■ **Your task**: List all lines of the data containing the word "reqwest".

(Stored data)
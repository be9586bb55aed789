use reqwest::Client;
use tracing::warn;

use campaignforge_core_types::{Platform, PostError, PostRequest, PostResult};

use crate::config::DirectConfig;
use crate::errors::DirectPostError;

/// HTTP client for the platforms that expose a posting API.
#[derive(Clone)]
pub struct DirectClient {
    pub(crate) http: Client,
    pub(crate) config: DirectConfig,
}

impl DirectClient {
    pub fn new(config: DirectConfig) -> Result<Self, DirectPostError> {
        let http = Client::builder()
            .timeout(config.timeout())
            .user_agent(config.user_agent.clone())
            .build()
            .map_err(|err| DirectPostError::Client(err.to_string()))?;
        Ok(Self { http, config })
    }

    pub fn config(&self) -> &DirectConfig {
        &self.config
    }

    /// Posts through the platform API and folds any failure into the result.
    pub async fn post(&self, request: &PostRequest) -> PostResult {
        let outcome = match request.platform {
            Platform::LinkedIn => self.post_linkedin(request).await,
            Platform::Reddit => self.post_reddit(request).await,
            Platform::Email => Err(PostError::UnsupportedPlatform(
                "email (use the SMTP sender)".into(),
            )),
        };
        outcome.unwrap_or_else(|err| {
            warn!(platform = %request.platform, error = %err, "direct post failed");
            err.into()
        })
    }
}

/// Reads the body of a response whose status already decided the outcome.
pub(crate) async fn body_text(response: reqwest::Response) -> String {
    response
        .text()
        .await
        .unwrap_or_else(|_| "<response unavailable>".to_string())
}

■ **Response to the task**:
use reqwest::Client;
pub(crate) async fn body_text(response: reqwest::Response) -> String {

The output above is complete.